→ **What you should do**
Give back the entire listing verbatim.

→ **Records for the exercise**
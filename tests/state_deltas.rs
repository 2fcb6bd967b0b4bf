use std::time::{Duration, Instant};

use chrono::{DateTime, NaiveDate, TimeZone, Utc};

use pitchside::errors::{ErrorChannel, ErrorSink, Operation, StoreError};
use pitchside::football_api::{Fixture, TeamRef};
use pitchside::navigation::{Screen, ScreenParams};
use pitchside::predictions::Prediction;
use pitchside::state::{AppState, Delta, InputMode, SEARCH_DEBOUNCE, SearchResults, apply_delta};

fn day(d: u32) -> NaiveDate {
    NaiveDate::from_ymd_opt(2025, 5, d).expect("valid date")
}

fn at(hour: u32) -> DateTime<Utc> {
    Utc.with_ymd_and_hms(2025, 5, 25, hour, 0, 0).unwrap()
}

fn fixture(id: u32, kickoff: Option<DateTime<Utc>>, league: &str) -> Fixture {
    Fixture {
        id,
        kickoff,
        status: "NS".to_string(),
        elapsed: None,
        league_id: 1,
        league_name: league.to_string(),
        round: String::new(),
        home: TeamRef {
            id: id * 10,
            name: format!("Home {id}"),
            logo: String::new(),
        },
        away: TeamRef {
            id: id * 10 + 1,
            name: format!("Away {id}"),
            logo: String::new(),
        },
        home_goals: None,
        away_goals: None,
    }
}

fn prediction(fixture_id: u32, score: (u8, u8)) -> Prediction {
    Prediction {
        user_id: "alice".to_string(),
        fixture_id,
        home_goals: score.0,
        away_goals: score.1,
        points: None,
        display_name: None,
        timestamp: 0,
    }
}

#[test]
fn fixtures_are_sorted_by_kickoff_then_league() {
    let mut state = AppState::new(day(25));
    state.fixtures_loading = true;
    apply_delta(
        &mut state,
        Delta::SetFixtures {
            date: day(25),
            fixtures: vec![
                fixture(3, Some(at(19)), "Serie A"),
                fixture(2, Some(at(15)), "Premier League"),
                fixture(1, Some(at(15)), "La Liga"),
            ],
        },
    );
    let ids: Vec<u32> = state.fixtures.iter().map(|f| f.id).collect();
    assert_eq!(ids, vec![1, 2, 3]);
    assert!(!state.fixtures_loading);
}

#[test]
fn fixtures_for_a_day_already_left_are_dropped() {
    let mut state = AppState::new(day(25));
    state.fixtures_date = day(26);
    apply_delta(
        &mut state,
        Delta::SetFixtures {
            date: day(25),
            fixtures: vec![fixture(1, Some(at(15)), "La Liga")],
        },
    );
    assert!(state.fixtures.is_empty());
}

#[test]
fn refresh_keeps_the_selected_fixture() {
    let mut state = AppState::new(day(25));
    let list = vec![
        fixture(1, Some(at(12)), "A"),
        fixture(2, Some(at(15)), "A"),
        fixture(3, Some(at(19)), "A"),
    ];
    apply_delta(
        &mut state,
        Delta::SetFixtures {
            date: day(25),
            fixtures: list.clone(),
        },
    );
    state.select_next(3);
    state.select_next(3);
    assert_eq!(state.selected_fixture().map(|f| f.id), Some(3));

    let mut refreshed = list;
    refreshed.insert(0, fixture(9, Some(at(10)), "A"));
    apply_delta(
        &mut state,
        Delta::SetFixtures {
            date: day(25),
            fixtures: refreshed,
        },
    );
    assert_eq!(state.selected_fixture().map(|f| f.id), Some(3));
}

#[test]
fn stale_search_results_are_ignored() {
    let t0 = Instant::now();
    let mut state = AppState::new(day(25));
    state.set_search_query("barc", t0);
    assert_eq!(state.poll_search(t0), None);
    assert_eq!(
        state.poll_search(t0 + SEARCH_DEBOUNCE),
        Some("barc".to_string())
    );

    state.set_search_query("barcelona", t0 + Duration::from_secs(1));
    apply_delta(
        &mut state,
        Delta::SetSearch(SearchResults {
            query: "barc".to_string(),
            teams: vec![TeamRef {
                id: 529,
                name: "Barcelona".to_string(),
                logo: String::new(),
            }],
            ..SearchResults::default()
        }),
    );
    assert!(state.search_results.is_empty());
}

#[test]
fn short_queries_clear_results_and_never_fire() {
    let t0 = Instant::now();
    let mut state = AppState::new(day(25));
    state.search_results.query = "real".to_string();
    state.search_results.teams.push(TeamRef::default());

    state.set_search_query("re", t0);
    assert!(state.search_results.is_empty());
    assert_eq!(state.poll_search(t0 + Duration::from_secs(5)), None);
}

#[test]
fn stored_predictions_replace_untouched_inputs_only() {
    let t0 = Instant::now();
    let mut state = AppState::new(day(25));
    state.prediction_input(1);
    state.prediction_input(2).set_home("4", t0);

    apply_delta(
        &mut state,
        Delta::SetPredictions(vec![prediction(1, (2, 0)), prediction(2, (1, 1))]),
    );
    assert!(!state.prediction_inputs.contains_key(&1));
    assert_eq!(state.prediction_input(1).home, "2");
    assert_eq!(state.prediction_input(2).home, "4", "dirty input survives");
}

#[test]
fn settled_inputs_become_submissions_with_kickoff() {
    let t0 = Instant::now();
    let mut state = AppState::new(day(25));
    apply_delta(
        &mut state,
        Delta::SetFixtures {
            date: day(25),
            fixtures: vec![fixture(1, Some(at(15)), "A"), fixture(2, None, "A")],
        },
    );
    for id in [1, 2] {
        let input = state.prediction_input(id);
        input.set_home("1", t0);
        input.set_away("0", t0);
    }

    let ready = state.ready_predictions(t0 + Duration::from_secs(2));
    assert_eq!(ready, vec![(1, at(15), (1, 0))]);
    assert!(
        state
            .logs
            .back()
            .is_some_and(|l| l.contains("No kickoff time for fixture 2"))
    );
}

#[test]
fn saved_prediction_is_logged_and_stored() {
    let mut state = AppState::new(day(25));
    apply_delta(&mut state, Delta::PredictionSaved(prediction(7, (3, 1))));
    assert_eq!(state.predictions.get(&7).map(|p| p.home_goals), Some(3));
    assert_eq!(
        state.logs.back().map(String::as_str),
        Some("[INFO] Prediction saved: 3-1")
    );
}

#[test]
fn console_keeps_the_latest_two_hundred_lines() {
    let mut state = AppState::new(day(25));
    for i in 0..250 {
        apply_delta(&mut state, Delta::Log(format!("[INFO] line {i}")));
    }
    assert_eq!(state.logs.len(), 200);
    assert_eq!(state.logs.front().map(String::as_str), Some("[INFO] line 50"));
}

#[test]
fn store_errors_are_drained_into_the_console() {
    let mut state = AppState::new(day(25));
    let (channel, rx) = ErrorChannel::new();
    channel.report(StoreError::PermissionDenied {
        path: "leaderboard/alice".to_string(),
        operation: Operation::Set,
        payload: None,
    });
    state.drain_errors(&rx);
    assert_eq!(
        state.logs.back().map(String::as_str),
        Some("[WARN] Not allowed: leaderboard/alice")
    );
}

#[test]
fn changing_screens_resets_selection_and_input() {
    let t0 = Instant::now();
    let mut state = AppState::new(day(25));
    state.selected = 4;
    state.input_mode = InputMode::Search;
    state.navigate(Screen::Matches, ScreenParams::new(), t0);
    assert_eq!(state.selected, 4, "same tab keeps its selection");

    state.navigate(Screen::Leaderboard, ScreenParams::new(), t0);
    assert_eq!(state.selected, 0);
    assert_eq!(state.input_mode, InputMode::Normal);
    assert_eq!(state.screen(), Screen::Leaderboard);
}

→ **Task solution**
filename tests/state_deltas.rs
repository 2fcb6bd967b0b4bf
use std::time::{Duration, Instant};

use chrono::{DateTime, NaiveDate, TimeZone, Utc};

use pitchside::errors::{ErrorChannel, ErrorSink, Operation, StoreError};
use pitchside::football_api::{Fixture, TeamRef};
use pitchside::navigation::{Screen, ScreenParams};
use pitchside::predictions::Prediction;
use pitchside::state::{AppState, Delta, InputMode, SEARCH_DEBOUNCE, SearchResults, apply_delta};

fn day(d: u32) -> NaiveDate {
    NaiveDate::from_ymd_opt(2025, 5, d).expect("valid date")
}

fn at(hour: u32) -> DateTime<Utc> {
    Utc.with_ymd_and_hms(2025, 5, 25, hour, 0, 0).unwrap()
}

fn fixture(id: u32, kickoff: Option<DateTime<Utc>>, league: &str) -> Fixture {
    Fixture {
        id,
        kickoff,
        status: "NS".to_string(),
        elapsed: None,
        league_id: 1,
        league_name: league.to_string(),
        round: String::new(),
        home: TeamRef {
            id: id * 10,
            name: format!("Home {id}"),
            logo: String::new(),
        },
        away: TeamRef {
            id: id * 10 + 1,
            name: format!("Away {id}"),
            logo: String::new(),
        },
        home_goals: None,
        away_goals: None,
    }
}

fn prediction(fixture_id: u32, score: (u8, u8)) -> Prediction {
    Prediction {
        user_id: "alice".to_string(),
        fixture_id,
        home_goals: score.0,
        away_goals: score.1,
        points: None,
        display_name: None,
        timestamp: 0,
    }
}

#[test]
fn fixtures_are_sorted_by_kickoff_then_league() {
    let mut state = AppState::new(day(25));
    state.fixtures_loading = true;
    apply_delta(
        &mut state,
        Delta::SetFixtures {
            date: day(25),
            fixtures: vec![
                fixture(3, Some(at(19)), "Serie A"),
                fixture(2, Some(at(15)), "Premier League"),
                fixture(1, Some(at(15)), "La Liga"),
            ],
        },
    );
    let ids: Vec<u32> = state.fixtures.iter().map(|f| f.id).collect();
    assert_eq!(ids, vec![1, 2, 3]);
    assert!(!state.fixtures_loading);
}

#[test]
fn fixtures_for_a_day_already_left_are_dropped() {
    let mut state = AppState::new(day(25));
    state.fixtures_date = day(26);
    apply_delta(
        &mut state,
        Delta::SetFixtures {
            date: day(25),
            fixtures: vec![fixture(1, Some(at(15)), "La Liga")],
        },
    );
    assert!(state.fixtures.is_empty());
}

#[test]
fn refresh_keeps_the_selected_fixture() {
    let mut state = AppState::new(day(25));
    let list = vec![
        fixture(1, Some(at(12)), "A"),
        fixture(2, Some(at(15)), "A"),
        fixture(3, Some(at(19)), "A"),
    ];
    apply_delta(
        &mut state,
        Delta::SetFixtures {
            date: day(25),
            fixtures: list.clone(),
        },
    );
    state.select_next(3);
    state.select_next(3);
    assert_eq!(state.selected_fixture().map(|f| f.id), Some(3));

    let mut refreshed = list;
    refreshed.insert(0, fixture(9, Some(at(10)), "A"));
    apply_delta(
        &mut state,
        Delta::SetFixtures {
            date: day(25),
            fixtures: refreshed,
        },
    );
    assert_eq!(state.selected_fixture().map(|f| f.id), Some(3));
}

#[test]
fn stale_search_results_are_ignored() {
    let t0 = Instant::now();
    let mut state = AppState::new(day(25));
    state.set_search_query("barc", t0);
    assert_eq!(state.poll_search(t0), None);
    assert_eq!(
        state.poll_search(t0 + SEARCH_DEBOUNCE),
        Some("barc".to_string())
    );

    state.set_search_query("barcelona", t0 + Duration::from_secs(1));
    apply_delta(
        &mut state,
        Delta::SetSearch(SearchResults {
            query: "barc".to_string(),
            teams: vec![TeamRef {
                id: 529,
                name: "Barcelona".to_string(),
                logo: String::new(),
            }],
            ..SearchResults::default()
        }),
    );
    assert!(state.search_results.is_empty());
}

#[test]
fn short_queries_clear_results_and_never_fire() {
    let t0 = Instant::now();
    let mut state = AppState::new(day(25));
    state.search_results.query = "real".to_string();
    state.search_results.teams.push(TeamRef::default());

    state.set_search_query("re", t0);
    assert!(state.search_results.is_empty());
    assert_eq!(state.poll_search(t0 + Duration::from_secs(5)), None);
}

#[test]
fn stored_predictions_replace_untouched_inputs_only() {
    let t0 = Instant::now();
    let mut state = AppState::new(day(25));
    state.prediction_input(1);
    state.prediction_input(2).set_home("4", t0);

    apply_delta(
        &mut state,
        Delta::SetPredictions(vec![prediction(1, (2, 0)), prediction(2, (1, 1))]),
    );
    assert!(!state.prediction_inputs.contains_key(&1));
    assert_eq!(state.prediction_input(1).home, "2");
    assert_eq!(state.prediction_input(2).home, "4", "dirty input survives");
}

#[test]
fn settled_inputs_become_submissions_with_kickoff() {
    let t0 = Instant::now();
    let mut state = AppState::new(day(25));
    apply_delta(
        &mut state,
        Delta::SetFixtures {
            date: day(25),
            fixtures: vec![fixture(1, Some(at(15)), "A"), fixture(2, None, "A")],
        },
    );
    for id in [1, 2] {
        let input = state.prediction_input(id);
        input.set_home("1", t0);
        input.set_away("0", t0);
    }

    let ready = state.ready_predictions(t0 + Duration::from_secs(2));
    assert_eq!(ready, vec![(1, at(15), (1, 0))]);
    assert!(
        state
            .logs
            .back()
            .is_some_and(|l| l.contains("No kickoff time for fixture 2"))
    );
}

#[test]
fn saved_prediction_is_logged_and_stored() {
    let mut state = AppState::new(day(25));
    apply_delta(&mut state, Delta::PredictionSaved(prediction(7, (3, 1))));
    assert_eq!(state.predictions.get(&7).map(|p| p.home_goals), Some(3));
    assert_eq!(
        state.logs.back().map(String::as_str),
        Some("[INFO] Prediction saved: 3-1")
    );
}

#[test]
fn console_keeps_the_latest_two_hundred_lines() {
    let mut state = AppState::new(day(25));
    for i in 0..250 {
        apply_delta(&mut state, Delta::Log(format!("[INFO] line {i}")));
    }
    assert_eq!(state.logs.len(), 200);
    assert_eq!(state.logs.front().map(String::as_str), Some("[INFO] line 50"));
}

#[test]
fn store_errors_are_drained_into_the_console() {
    let mut state = AppState::new(day(25));
    let (channel, rx) = ErrorChannel::new();
    channel.report(StoreError::PermissionDenied {
        path: "leaderboard/alice".to_string(),
        operation: Operation::Set,
        payload: None,
    });
    state.drain_errors(&rx);
    assert_eq!(
        state.logs.back().map(String::as_str),
        Some("[WARN] Not allowed: leaderboard/alice")
    );
}

#[test]
fn changing_screens_resets_selection_and_input() {
    let t0 = Instant::now();
    let mut state = AppState::new(day(25));
    state.selected = 4;
    state.input_mode = InputMode::Search;
    state.navigate(Screen::Matches, ScreenParams::new(), t0);
    assert_eq!(state.selected, 4, "same tab keeps its selection");

    state.navigate(Screen::Leaderboard, ScreenParams::new(), t0);
    assert_eq!(state.selected, 0);
    assert_eq!(state.input_mode, InputMode::Normal);
    assert_eq!(state.screen(), Screen::Leaderboard);
}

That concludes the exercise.